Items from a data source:
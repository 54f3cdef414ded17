//! Durable lead storage.

pub mod libsql_backend;

pub use libsql_backend::LibSqlBackend;

use async_trait::async_trait;

use crate::error::StorageError;
use crate::lead::Lead;

/// Tabular lead storage: append-only rows plus a full listing.
#[async_trait]
pub trait LeadStore: Send + Sync {
    /// Append one completed lead as a row.
    async fn append(&self, lead: &Lead) -> Result<(), StorageError>;

    /// All previously persisted leads, oldest first.
    async fn list(&self) -> Result<Vec<Lead>, StorageError>;
}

PROBLEM DETAILS: Reproduce every line in the data that has the word "Result" in it.

RESPONSE FOR THIS EXERCISE:
    async fn append(&self, lead: &Lead) -> Result<(), StorageError>;
    async fn list(&self) -> Result<Vec<Lead>, StorageError>;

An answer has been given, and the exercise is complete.